[Opening Data provided section]

use crate::core::config::Credentials;
use crate::core::errors::ExchangeError;
use crate::core::types::{Balances, Kline, Order, OrderBook, Position, Ticker, Trade};
use serde_json::Value;
use std::collections::HashMap;
use std::fmt;
use tokio_tungstenite::tungstenite::Message;

/// Logical stream a caller can watch
#[derive(Debug, Clone, PartialEq, Eq, Hash)]
pub enum Channel {
    Ticker,
    OrderBook,
    Trades,
    /// Unified timeframe such as `1m`
    Ohlcv { timeframe: String },
    Balance,
    Orders,
    MyTrades,
    Positions,
}

/// Handler-table key: a [`Channel`] without its arguments
#[derive(Debug, Clone, Copy, PartialEq, Eq, Hash)]
pub enum ChannelKind {
    Ticker,
    OrderBook,
    Trades,
    Ohlcv,
    Balance,
    Orders,
    MyTrades,
    Positions,
}

impl Channel {
    pub const fn kind(&self) -> ChannelKind {
        match self {
            Self::Ticker => ChannelKind::Ticker,
            Self::OrderBook => ChannelKind::OrderBook,
            Self::Trades => ChannelKind::Trades,
            Self::Ohlcv { .. } => ChannelKind::Ohlcv,
            Self::Balance => ChannelKind::Balance,
            Self::Orders => ChannelKind::Orders,
            Self::MyTrades => ChannelKind::MyTrades,
            Self::Positions => ChannelKind::Positions,
        }
    }

    /// Account channels need an authenticated connection
    pub const fn is_private(&self) -> bool {
        matches!(
            self,
            Self::Balance | Self::Orders | Self::MyTrades | Self::Positions
        )
    }
}

impl fmt::Display for Channel {
    fn fmt(&self, f: &mut fmt::Formatter<'_>) -> fmt::Result {
        match self {
            Self::Ohlcv { timeframe } => write!(f, "ohlcv:{}", timeframe),
            other => write!(f, "{:?}", other.kind()),
        }
    }
}

/// What a caller asked to watch
#[derive(Debug, Clone, PartialEq, Eq, Hash)]
pub struct Subscription {
    pub channel: Channel,
    /// Unified symbol; `None` for account-wide channels
    pub symbol: Option<String>,
}

impl Subscription {
    pub fn new(channel: Channel, symbol: Option<&str>) -> Self {
        Self {
            channel,
            symbol: symbol.map(str::to_string),
        }
    }

    pub const fn is_private(&self) -> bool {
        self.channel.is_private()
    }
}

/// Exchange market id -> unified symbol, for payloads that only carry ids
#[derive(Debug, Clone, Default)]
pub struct MarketIndex {
    by_id: HashMap<String, String>,
}

impl MarketIndex {
    pub fn insert(&mut self, market_id: impl Into<String>, symbol: impl Into<String>) {
        self.by_id.insert(market_id.into(), symbol.into());
    }

    /// Unified symbol for `market_id`, or the id itself when unknown
    pub fn symbol(&self, market_id: &str) -> String {
        self.by_id
            .get(market_id)
            .cloned()
            .unwrap_or_else(|| market_id.to_string())
    }
}

/// Inputs a payload parser may need besides the payload itself
#[derive(Debug, Clone, Copy)]
pub struct ParseContext<'a> {
    pub subscription: &'a Subscription,
    pub markets: &'a MarketIndex,
}

impl ParseContext<'_> {
    /// Subscription symbol, else the symbol of `market_id`
    pub fn symbol_or(&self, market_id: Option<&str>) -> String {
        match (&self.subscription.symbol, market_id) {
            (Some(symbol), _) => symbol.clone(),
            (None, Some(id)) => self.markets.symbol(id),
            (None, None) => String::new(),
        }
    }
}

/// Classified inbound frame
#[derive(Debug, Clone, PartialEq)]
pub enum WsInbound {
    /// Payload for the subscription registered under `topic`
    Data { topic: String, payload: Value },
    Authenticated,
    AuthFailed(String),
    /// Positive reply to a subscribe/unsubscribe request
    Ack,
    Pong,
    /// Server-side rejection that is not tied to authentication
    Rejected(String),
}

#[derive(Debug, Clone, PartialEq, Eq)]
pub enum OrderBookUpdate {
    /// Full replacement of the local book
    Snapshot(OrderBook),
    /// Levels to upsert; zero quantity removes a level
    Delta(OrderBook),
}

fn unsupported<T>(codec: &str, what: &str) -> Result<T, ExchangeError> {
    Err(ExchangeError::NotSupported(format!(
        "{} stream does not support {}",
        codec, what
    )))
}

/// Codec trait for handling exchange-specific WebSocket message encoding/decoding
///
/// A codec is pure data translation: topics, control frames and payload
/// parsing. Connection state and subscription bookkeeping live in
/// [`crate::core::kernel::stream::StreamState`].
pub trait WsCodec: Send + Sync + 'static {
    fn name(&self) -> &str;

    /// Exchange market id for a unified symbol
    fn market_id(&self, symbol: &str) -> Result<String, ExchangeError>;

    /// Server-side topic for a subscription.
    ///
    /// Two subscriptions mapping to the same topic share one server
    /// subscription.
    fn topic(&self, subscription: &Subscription) -> Result<String, ExchangeError>;

    fn encode_subscription(&self, topics: &[String]) -> Result<Message, ExchangeError>;

    fn encode_unsubscription(&self, topics: &[String]) -> Result<Message, ExchangeError>;

    /// Signed login frame for private channels
    fn encode_auth(&self, _credentials: &Credentials, _nonce: u64) -> Result<Message, ExchangeError> {
        unsupported(self.name(), "authentication")
    }

    /// Application-level heartbeat, if the exchange wants one
    fn encode_ping(&self) -> Option<Message> {
        None
    }

    /// Classify a raw frame.
    ///
    /// # Returns
    /// - `Ok(Some(inbound))` - recognized frame
    /// - `Ok(None)` - frame deliberately ignored
    /// - `Err(error)` - frame could not be parsed
    fn decode_message(&self, message: &Message) -> Result<Option<WsInbound>, ExchangeError>;

    fn parse_ticker(&self, _payload: &Value, _ctx: &ParseContext<'_>) -> Result<Vec<Ticker>, ExchangeError> {
        unsupported(self.name(), "tickers")
    }

    fn parse_order_book(
        &self,
        _payload: &Value,
        _ctx: &ParseContext<'_>,
    ) -> Result<OrderBookUpdate, ExchangeError> {
        unsupported(self.name(), "order books")
    }

    fn parse_trades(&self, _payload: &Value, _ctx: &ParseContext<'_>) -> Result<Vec<Trade>, ExchangeError> {
        unsupported(self.name(), "trades")
    }

    fn parse_ohlcv(&self, _payload: &Value, _ctx: &ParseContext<'_>) -> Result<Vec<Kline>, ExchangeError> {
        unsupported(self.name(), "OHLCV")
    }

    fn parse_balance(&self, _payload: &Value, _ctx: &ParseContext<'_>) -> Result<Balances, ExchangeError> {
        unsupported(self.name(), "balances")
    }

    fn parse_orders(&self, _payload: &Value, _ctx: &ParseContext<'_>) -> Result<Vec<Order>, ExchangeError> {
        unsupported(self.name(), "orders")
    }

    fn parse_my_trades(
        &self,
        _payload: &Value,
        _ctx: &ParseContext<'_>,
    ) -> Result<Vec<Trade>, ExchangeError> {
        unsupported(self.name(), "private trades")
    }

    fn parse_positions(
        &self,
        _payload: &Value,
        _ctx: &ParseContext<'_>,
    ) -> Result<Vec<Position>, ExchangeError> {
        unsupported(self.name(), "positions")
    }
}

[Closing Data provided section]

A precise copy of the whole listing is the expected answer.

[Answer area]:
use crate::core::config::Credentials;
use crate::core::errors::ExchangeError;
use crate::core::types::{Balances, Kline, Order, OrderBook, Position, Ticker, Trade};
use serde_json::Value;
use std::collections::HashMap;
use std::fmt;
use tokio_tungstenite::tungstenite::Message;

/// Logical stream a caller can watch
#[derive(Debug, Clone, PartialEq, Eq, Hash)]
pub enum Channel {
    Ticker,
    OrderBook,
    Trades,
    /// Unified timeframe such as `1m`
    Ohlcv { timeframe: String },
    Balance,
    Orders,
    MyTrades,
    Positions,
}

/// Handler-table key: a [`Channel`] without its arguments
#[derive(Debug, Clone, Copy, PartialEq, Eq, Hash)]
pub enum ChannelKind {
    Ticker,
    OrderBook,
    Trades,
    Ohlcv,
    Balance,
    Orders,
    MyTrades,
    Positions,
}

impl Channel {
    pub const fn kind(&self) -> ChannelKind {
        match self {
            Self::Ticker => ChannelKind::Ticker,
            Self::OrderBook => ChannelKind::OrderBook,
            Self::Trades => ChannelKind::Trades,
            Self::Ohlcv { .. } => ChannelKind::Ohlcv,
            Self::Balance => ChannelKind::Balance,
            Self::Orders => ChannelKind::Orders,
            Self::MyTrades => ChannelKind::MyTrades,
            Self::Positions => ChannelKind::Positions,
        }
    }

    /// Account channels need an authenticated connection
    pub const fn is_private(&self) -> bool {
        matches!(
            self,
            Self::Balance | Self::Orders | Self::MyTrades | Self::Positions
        )
    }
}

impl fmt::Display for Channel {
    fn fmt(&self, f: &mut fmt::Formatter<'_>) -> fmt::Result {
        match self {
            Self::Ohlcv { timeframe } => write!(f, "ohlcv:{}", timeframe),
            other => write!(f, "{:?}", other.kind()),
        }
    }
}

/// What a caller asked to watch
#[derive(Debug, Clone, PartialEq, Eq, Hash)]
pub struct Subscription {
    pub channel: Channel,
    /// Unified symbol; `None` for account-wide channels
    pub symbol: Option<String>,
}

impl Subscription {
    pub fn new(channel: Channel, symbol: Option<&str>) -> Self {
        Self {
            channel,
            symbol: symbol.map(str::to_string),
        }
    }

    pub const fn is_private(&self) -> bool {
        self.channel.is_private()
    }
}

/// Exchange market id -> unified symbol, for payloads that only carry ids
#[derive(Debug, Clone, Default)]
pub struct MarketIndex {
    by_id: HashMap<String, String>,
}

impl MarketIndex {
    pub fn insert(&mut self, market_id: impl Into<String>, symbol: impl Into<String>) {
        self.by_id.insert(market_id.into(), symbol.into());
    }

    /// Unified symbol for `market_id`, or the id itself when unknown
    pub fn symbol(&self, market_id: &str) -> String {
        self.by_id
            .get(market_id)
            .cloned()
            .unwrap_or_else(|| market_id.to_string())
    }
}

/// Inputs a payload parser may need besides the payload itself
#[derive(Debug, Clone, Copy)]
pub struct ParseContext<'a> {
    pub subscription: &'a Subscription,
    pub markets: &'a MarketIndex,
}

impl ParseContext<'_> {
    /// Subscription symbol, else the symbol of `market_id`
    pub fn symbol_or(&self, market_id: Option<&str>) -> String {
        match (&self.subscription.symbol, market_id) {
            (Some(symbol), _) => symbol.clone(),
            (None, Some(id)) => self.markets.symbol(id),
            (None, None) => String::new(),
        }
    }
}

/// Classified inbound frame
#[derive(Debug, Clone, PartialEq)]
pub enum WsInbound {
    /// Payload for the subscription registered under `topic`
    Data { topic: String, payload: Value },
    Authenticated,
    AuthFailed(String),
    /// Positive reply to a subscribe/unsubscribe request
    Ack,
    Pong,
    /// Server-side rejection that is not tied to authentication
    Rejected(String),
}

#[derive(Debug, Clone, PartialEq, Eq)]
pub enum OrderBookUpdate {
    /// Full replacement of the local book
    Snapshot(OrderBook),
    /// Levels to upsert; zero quantity removes a level
    Delta(OrderBook),
}

fn unsupported<T>(codec: &str, what: &str) -> Result<T, ExchangeError> {
    Err(ExchangeError::NotSupported(format!(
        "{} stream does not support {}",
        codec, what
    )))
}

/// Codec trait for handling exchange-specific WebSocket message encoding/decoding
///
/// A codec is pure data translation: topics, control frames and payload
/// parsing. Connection state and subscription bookkeeping live in
/// [`crate::core::kernel::stream::StreamState`].
pub trait WsCodec: Send + Sync + 'static {
    fn name(&self) -> &str;

    /// Exchange market id for a unified symbol
    fn market_id(&self, symbol: &str) -> Result<String, ExchangeError>;

    /// Server-side topic for a subscription.
    ///
    /// Two subscriptions mapping to the same topic share one server
    /// subscription.
    fn topic(&self, subscription: &Subscription) -> Result<String, ExchangeError>;

    fn encode_subscription(&self, topics: &[String]) -> Result<Message, ExchangeError>;

    fn encode_unsubscription(&self, topics: &[String]) -> Result<Message, ExchangeError>;

    /// Signed login frame for private channels
    fn encode_auth(&self, _credentials: &Credentials, _nonce: u64) -> Result<Message, ExchangeError> {
        unsupported(self.name(), "authentication")
    }

    /// Application-level heartbeat, if the exchange wants one
    fn encode_ping(&self) -> Option<Message> {
        None
    }

    /// Classify a raw frame.
    ///
    /// # Returns
    /// - `Ok(Some(inbound))` - recognized frame
    /// - `Ok(None)` - frame deliberately ignored
    /// - `Err(error)` - frame could not be parsed
    fn decode_message(&self, message: &Message) -> Result<Option<WsInbound>, ExchangeError>;

    fn parse_ticker(&self, _payload: &Value, _ctx: &ParseContext<'_>) -> Result<Vec<Ticker>, ExchangeError> {
        unsupported(self.name(), "tickers")
    }

    fn parse_order_book(
        &self,
        _payload: &Value,
        _ctx: &ParseContext<'_>,
    ) -> Result<OrderBookUpdate, ExchangeError> {
        unsupported(self.name(), "order books")
    }

    fn parse_trades(&self, _payload: &Value, _ctx: &ParseContext<'_>) -> Result<Vec<Trade>, ExchangeError> {
        unsupported(self.name(), "trades")
    }

    fn parse_ohlcv(&self, _payload: &Value, _ctx: &ParseContext<'_>) -> Result<Vec<Kline>, ExchangeError> {
        unsupported(self.name(), "OHLCV")
    }

    fn parse_balance(&self, _payload: &Value, _ctx: &ParseContext<'_>) -> Result<Balances, ExchangeError> {
        unsupported(self.name(), "balances")
    }

    fn parse_orders(&self, _payload: &Value, _ctx: &ParseContext<'_>) -> Result<Vec<Order>, ExchangeError> {
        unsupported(self.name(), "orders")
    }

    fn parse_my_trades(
        &self,
        _payload: &Value,
        _ctx: &ParseContext<'_>,
    ) -> Result<Vec<Trade>, ExchangeError> {
        unsupported(self.name(), "private trades")
    }

    fn parse_positions(
        &self,
        _payload: &Value,
        _ctx: &ParseContext<'_>,
    ) -> Result<Vec<Position>, ExchangeError> {
        unsupported(self.name(), "positions")
    }
}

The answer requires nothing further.